- **Goal of the exercise**
Reply with exactly the lines from the one that contains "let mut git = None;" through the last line of the records below, and with no other lines.

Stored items
-- -- --
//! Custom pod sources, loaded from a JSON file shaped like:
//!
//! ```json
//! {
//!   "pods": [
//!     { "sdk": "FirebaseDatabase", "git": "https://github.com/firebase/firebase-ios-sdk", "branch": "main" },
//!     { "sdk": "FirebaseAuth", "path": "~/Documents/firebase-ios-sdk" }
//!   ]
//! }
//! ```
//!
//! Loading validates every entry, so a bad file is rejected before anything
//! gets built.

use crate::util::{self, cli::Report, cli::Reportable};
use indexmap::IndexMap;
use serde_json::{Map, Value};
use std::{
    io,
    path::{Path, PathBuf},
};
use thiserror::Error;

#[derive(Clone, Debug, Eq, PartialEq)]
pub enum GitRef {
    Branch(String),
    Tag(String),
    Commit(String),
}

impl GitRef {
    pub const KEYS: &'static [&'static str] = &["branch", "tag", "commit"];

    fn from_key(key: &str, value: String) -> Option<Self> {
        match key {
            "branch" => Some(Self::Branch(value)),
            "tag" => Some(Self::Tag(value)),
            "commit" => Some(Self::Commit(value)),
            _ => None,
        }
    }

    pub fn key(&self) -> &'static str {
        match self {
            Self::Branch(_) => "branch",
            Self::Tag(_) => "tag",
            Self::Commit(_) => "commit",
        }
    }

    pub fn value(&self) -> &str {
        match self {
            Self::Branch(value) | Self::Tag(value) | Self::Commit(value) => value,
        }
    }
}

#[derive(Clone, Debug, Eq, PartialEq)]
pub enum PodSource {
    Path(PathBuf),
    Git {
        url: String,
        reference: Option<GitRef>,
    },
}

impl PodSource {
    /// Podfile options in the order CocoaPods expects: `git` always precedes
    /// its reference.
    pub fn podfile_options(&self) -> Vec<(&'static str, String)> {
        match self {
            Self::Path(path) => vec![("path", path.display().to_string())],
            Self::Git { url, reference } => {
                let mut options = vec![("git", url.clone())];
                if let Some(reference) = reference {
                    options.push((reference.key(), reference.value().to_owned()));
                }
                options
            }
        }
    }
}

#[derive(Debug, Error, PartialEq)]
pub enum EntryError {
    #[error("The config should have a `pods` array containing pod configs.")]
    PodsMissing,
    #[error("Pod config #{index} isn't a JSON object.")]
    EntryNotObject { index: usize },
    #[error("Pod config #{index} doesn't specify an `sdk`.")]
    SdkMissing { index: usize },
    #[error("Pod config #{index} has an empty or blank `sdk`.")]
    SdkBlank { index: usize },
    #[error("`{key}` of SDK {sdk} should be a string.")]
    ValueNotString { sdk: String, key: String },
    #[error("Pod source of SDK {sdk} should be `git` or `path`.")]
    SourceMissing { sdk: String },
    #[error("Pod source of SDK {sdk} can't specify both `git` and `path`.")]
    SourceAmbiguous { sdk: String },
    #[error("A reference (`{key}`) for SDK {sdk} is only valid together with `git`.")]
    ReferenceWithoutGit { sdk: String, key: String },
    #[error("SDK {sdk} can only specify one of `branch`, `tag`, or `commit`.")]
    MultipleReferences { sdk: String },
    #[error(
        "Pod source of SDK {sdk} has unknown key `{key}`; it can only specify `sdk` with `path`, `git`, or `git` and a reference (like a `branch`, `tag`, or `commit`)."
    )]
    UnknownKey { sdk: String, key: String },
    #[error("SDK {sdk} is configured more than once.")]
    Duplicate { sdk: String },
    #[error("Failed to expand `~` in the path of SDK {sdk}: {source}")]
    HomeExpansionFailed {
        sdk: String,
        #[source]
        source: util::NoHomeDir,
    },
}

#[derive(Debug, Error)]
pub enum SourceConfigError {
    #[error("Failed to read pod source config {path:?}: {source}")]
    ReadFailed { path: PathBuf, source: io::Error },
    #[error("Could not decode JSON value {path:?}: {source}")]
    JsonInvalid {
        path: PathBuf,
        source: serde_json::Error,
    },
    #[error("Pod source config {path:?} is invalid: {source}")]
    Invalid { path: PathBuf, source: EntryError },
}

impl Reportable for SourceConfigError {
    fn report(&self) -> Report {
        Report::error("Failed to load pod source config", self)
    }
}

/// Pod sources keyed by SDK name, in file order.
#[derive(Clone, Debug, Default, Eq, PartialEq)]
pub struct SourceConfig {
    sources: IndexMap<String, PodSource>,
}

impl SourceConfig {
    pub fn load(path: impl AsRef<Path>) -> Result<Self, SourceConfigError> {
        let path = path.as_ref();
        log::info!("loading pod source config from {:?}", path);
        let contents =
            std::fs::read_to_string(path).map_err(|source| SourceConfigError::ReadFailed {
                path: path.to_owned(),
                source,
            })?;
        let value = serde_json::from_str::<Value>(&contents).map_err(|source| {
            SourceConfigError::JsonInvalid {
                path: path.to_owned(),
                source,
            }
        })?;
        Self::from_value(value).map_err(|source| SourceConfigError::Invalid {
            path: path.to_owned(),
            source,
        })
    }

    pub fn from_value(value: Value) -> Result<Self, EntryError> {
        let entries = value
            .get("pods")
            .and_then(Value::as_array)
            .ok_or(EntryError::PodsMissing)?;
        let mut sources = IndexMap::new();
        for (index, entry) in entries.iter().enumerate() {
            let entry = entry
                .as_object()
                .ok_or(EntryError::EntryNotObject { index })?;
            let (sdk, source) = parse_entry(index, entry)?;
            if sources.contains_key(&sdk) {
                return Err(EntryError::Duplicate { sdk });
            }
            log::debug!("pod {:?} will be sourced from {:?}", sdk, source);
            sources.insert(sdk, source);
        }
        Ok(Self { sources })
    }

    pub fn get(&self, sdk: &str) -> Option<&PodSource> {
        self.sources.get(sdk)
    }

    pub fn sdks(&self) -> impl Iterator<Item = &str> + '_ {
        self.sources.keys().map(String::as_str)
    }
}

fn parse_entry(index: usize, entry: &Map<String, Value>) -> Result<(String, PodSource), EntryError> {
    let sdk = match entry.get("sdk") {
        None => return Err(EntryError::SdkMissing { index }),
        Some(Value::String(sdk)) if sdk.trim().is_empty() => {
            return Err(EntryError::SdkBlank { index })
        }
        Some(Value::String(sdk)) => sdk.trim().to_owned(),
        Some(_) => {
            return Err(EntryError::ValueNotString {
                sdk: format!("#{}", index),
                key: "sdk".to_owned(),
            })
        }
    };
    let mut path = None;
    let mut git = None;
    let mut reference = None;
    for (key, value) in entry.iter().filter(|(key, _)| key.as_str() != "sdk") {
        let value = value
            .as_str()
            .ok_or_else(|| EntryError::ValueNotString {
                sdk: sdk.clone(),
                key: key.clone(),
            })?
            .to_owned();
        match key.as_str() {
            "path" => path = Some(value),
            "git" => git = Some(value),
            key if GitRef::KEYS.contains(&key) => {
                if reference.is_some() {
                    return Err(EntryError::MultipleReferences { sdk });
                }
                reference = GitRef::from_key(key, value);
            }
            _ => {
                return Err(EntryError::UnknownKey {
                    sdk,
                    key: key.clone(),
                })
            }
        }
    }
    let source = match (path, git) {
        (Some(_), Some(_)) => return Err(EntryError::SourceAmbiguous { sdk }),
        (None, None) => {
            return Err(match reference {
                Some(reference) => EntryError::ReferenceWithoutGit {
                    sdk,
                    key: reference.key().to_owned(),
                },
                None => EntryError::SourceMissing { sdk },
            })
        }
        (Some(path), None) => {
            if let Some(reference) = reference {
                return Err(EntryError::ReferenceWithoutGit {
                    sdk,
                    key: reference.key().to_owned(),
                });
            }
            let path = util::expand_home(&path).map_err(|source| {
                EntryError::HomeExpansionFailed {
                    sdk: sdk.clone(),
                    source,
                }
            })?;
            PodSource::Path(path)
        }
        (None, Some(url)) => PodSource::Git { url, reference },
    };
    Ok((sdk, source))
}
-- -- --
- **Solution**
    let mut git = None;
    let mut reference = None;
    for (key, value) in entry.iter().filter(|(key, _)| key.as_str() != "sdk") {
        let value = value
            .as_str()
            .ok_or_else(|| EntryError::ValueNotString {
                sdk: sdk.clone(),
                key: key.clone(),
            })?
            .to_owned();
        match key.as_str() {
            "path" => path = Some(value),
            "git" => git = Some(value),
            key if GitRef::KEYS.contains(&key) => {
                if reference.is_some() {
                    return Err(EntryError::MultipleReferences { sdk });
                }
                reference = GitRef::from_key(key, value);
            }
            _ => {
                return Err(EntryError::UnknownKey {
                    sdk,
                    key: key.clone(),
                })
            }
        }
    }
    let source = match (path, git) {
        (Some(_), Some(_)) => return Err(EntryError::SourceAmbiguous { sdk }),
        (None, None) => {
            return Err(match reference {
                Some(reference) => EntryError::ReferenceWithoutGit {
                    sdk,
                    key: reference.key().to_owned(),
                },
                None => EntryError::SourceMissing { sdk },
            })
        }
        (Some(path), None) => {
            if let Some(reference) = reference {
                return Err(EntryError::ReferenceWithoutGit {
                    sdk,
                    key: reference.key().to_owned(),
                });
            }
            let path = util::expand_home(&path).map_err(|source| {
                EntryError::HomeExpansionFailed {
                    sdk: sdk.clone(),
                    source,
                }
            })?;
            PodSource::Path(path)
        }
        (None, Some(url)) => PodSource::Git { url, reference },
    };
    Ok((sdk, source))
}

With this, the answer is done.